Крыс невольно приподнялся и придвинулся поближе. Тусклый взгляд его разгорелся, и он потерял кое-что от вида простого слушателя.
Воспитанный Крот юркнул куда-то и возвратился с карандашом и несколькими большими листами бумаги.
– Прошло столько времени с тех пор, как вы что-нибудь сочиняли, – заметил он, пристраивая их у локтя друга. – Может, вы попытаетесь сейчас вместо… ну… вместо того, чтобы так много думать? Мне кажется, вы всегда чувствуете себя гораздо увереннее, если вам удается что-то набросать… особенно, если это в рифму.
Крыс утомленно отодвинул бумаги в сторону. Но понимающий Крот нашел повод, чтобы удалиться. А когда он украдкой заглянул вновь, Крыс был целиком захвачен поисками слова. Торопливо записывал, временами обсасывая кончик карандаша. Правда, удачную мысль он обсасывал значительно дольше, чем записывал. Но для Крота и это было в радость. Благодушный Крот испытывал огромное счастье оттого, что лекарство его подействовало.
Х. Дальнейшие приключения Жаба
Так как парадное крыльцо дуплистого дерева располагалось к востоку, Жаб был разбужен очень рано. Это произошло частично из-за непомерного усердия солнечного потока, частично из-за чрезвычайного холода, который свёл пальцы ног и вселил мысль о том, что он дома, в собственной нарядной комнате с готическим окном, что стоит морозная зимняя ночь, что постельное бельё его, ворча, подскочило и побежало вниз по ступеням греться к кухонному огню…
И он побежал следом, голыми ступням отмеряя мили и мили по ледяному мощённому камнями коридору. Он бушевал, спорил с простынями, умоляя их вернуться. Он непременно пробудился бы так раньше, когда не спал в течение недель на жалкой соломенной подстилке и, когда не порывал отношений с толстым одеялом, натянутым до самого подбородка.
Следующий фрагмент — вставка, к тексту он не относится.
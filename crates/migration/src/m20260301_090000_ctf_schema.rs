use sea_orm_migration::prelude::*;
use sea_orm_migration::schema::*;

#[derive(DeriveMigrationName)]
pub struct Migration;

#[async_trait::async_trait]
impl MigrationTrait for Migration {
    async fn up(&self, manager: &SchemaManager) -> Result<(), DbErr> {
        manager
            .create_table(
                Table::create()
                    .table(UserProfile::Table)
                    .if_not_exists()
                    // Emails are stored lowercased; they are the user identity.
                    .col(string_len(UserProfile::Email, 255).primary_key())
                    .col(string_len(UserProfile::DisplayName, 100))
                    .col(boolean(UserProfile::IsAdmin).default(false))
                    .col(timestamp_with_time_zone(UserProfile::CreatedAt))
                    .to_owned(),
            )
            .await?;

        manager
            .create_table(
                Table::create()
                    .table(Challenge::Table)
                    .if_not_exists()
                    .col(string_len(Challenge::Id, 36).primary_key())
                    .col(string_len(Challenge::Title, 200))
                    .col(text(Challenge::Description))
                    .col(string_len(Challenge::Flag, 255))
                    .col(string_len(Challenge::FlagFormat, 255))
                    // 0=easy, 1=medium, 2=hard
                    .col(
                        small_integer(Challenge::Difficulty)
                            .check(Expr::col(Challenge::Difficulty).gte(0))
                            .check(Expr::col(Challenge::Difficulty).lte(2)),
                    )
                    // 0=web, 1=crypto, 2=forensics, 3=osint, 4=reverse, 5=misc
                    .col(
                        small_integer(Challenge::Category)
                            .check(Expr::col(Challenge::Category).gte(0))
                            .check(Expr::col(Challenge::Category).lte(5)),
                    )
                    .col(integer(Challenge::Points).check(Expr::col(Challenge::Points).gt(0)))
                    .col(boolean(Challenge::IsActive).default(true))
                    .col(string_len(Challenge::CreatedBy, 255))
                    .col(timestamp_with_time_zone(Challenge::CreatedAt))
                    .col(timestamp_with_time_zone(Challenge::UpdatedAt))
                    .to_owned(),
            )
            .await?;

        manager
            .create_table(
                Table::create()
                    .table(Submission::Table)
                    .if_not_exists()
                    .col(string_len(Submission::Id, 36).primary_key())
                    .col(string_len(Submission::ChallengeId, 36))
                    .col(string_len(Submission::UserEmail, 255))
                    .col(boolean(Submission::IsCorrect))
                    .col(text(Submission::SubmittedFlag))
                    .col(timestamp_with_time_zone(Submission::SubmittedAt))
                    .col(
                        integer(Submission::PointsEarned)
                            .default(0)
                            .check(Expr::col(Submission::PointsEarned).gte(0)),
                    )
                    .col(boolean(Submission::IsFirstBlood).default(false))
                    .foreign_key(
                        ForeignKey::create()
                            .name("fk-submission-challenge_id")
                            .from(Submission::Table, Submission::ChallengeId)
                            .to(Challenge::Table, Challenge::Id)
                            .on_delete(ForeignKeyAction::Cascade),
                    )
                    .to_owned(),
            )
            .await?;

        manager
            .create_index(
                Index::create()
                    .name("idx_submission_challenge_id")
                    .table(Submission::Table)
                    .col(Submission::ChallengeId)
                    .to_owned(),
            )
            .await?;

        manager
            .create_index(
                Index::create()
                    .name("idx_submission_user_email")
                    .table(Submission::Table)
                    .col(Submission::UserEmail)
                    .to_owned(),
            )
            .await?;

        manager
            .create_index(
                Index::create()
                    .name("idx_submission_is_correct")
                    .table(Submission::Table)
                    .col(Submission::IsCorrect)
                    .to_owned(),
            )
            .await?;

        manager
            .create_index(
                Index::create()
                    .name("idx_submission_submitted_at")
                    .table(Submission::Table)
                    .col(Submission::SubmittedAt)
                    .to_owned(),
            )
            .await?;

        Ok(())
    }

    async fn down(&self, manager: &SchemaManager) -> Result<(), DbErr> {
        manager
            .drop_table(Table::drop().table(Submission::Table).to_owned())
            .await?;

        manager
            .drop_table(Table::drop().table(Challenge::Table).to_owned())
            .await?;

        manager
            .drop_table(Table::drop().table(UserProfile::Table).to_owned())
            .await?;

        Ok(())
    }
}

#[derive(DeriveIden)]
enum UserProfile {
    Table,
    Email,
    DisplayName,
    IsAdmin,
    CreatedAt,
}

#[derive(DeriveIden)]
enum Challenge {
    Table,
    Id,
    Title,
    Description,
    Flag,
    FlagFormat,
    Difficulty,
    Category,
    Points,
    IsActive,
    CreatedBy,
    CreatedAt,
    UpdatedAt,
}

#[derive(DeriveIden)]
enum Submission {
    Table,
    Id,
    ChallengeId,
    UserEmail,
    IsCorrect,
    SubmittedFlag,
    SubmittedAt,
    PointsEarned,
    IsFirstBlood,
}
Он сел, потёр вначале глаза, потом потёр несчастные озябшие ступни. Потом осмотрелся в поисках знакомой голой стены и барачного окошка. Потом с запрыгавшим сердцем вспомнил всё… свой побег, погоню. Вспомнил самое главное из всего – что он свободен!
Свобода! Одно слово, одна мысль о ней стоит пятидесяти шерстяных одеял. Он мигом согрелся, стоило подумать о праздничном мире, ждавшем его триумфального возвращения. Мире, готовом принять самое деятельное участие в дальнейшей его судьбе, готовом всегда его выручить, как это бывало прежде… прежде, чем на него обрушились несчастья.
Он встряхнулся, пятернёй вычесал из волос сухие листья, обобрал их с одежды. Замёрзший, но уверенный, голодный, но полный надежд, он шагнул наружу под милое утреннее солнце. Все нервные потрясения, все катастрофы развеялись от отдыха, и сердечного ласкового света. Впереди открывалось широкое раздолье…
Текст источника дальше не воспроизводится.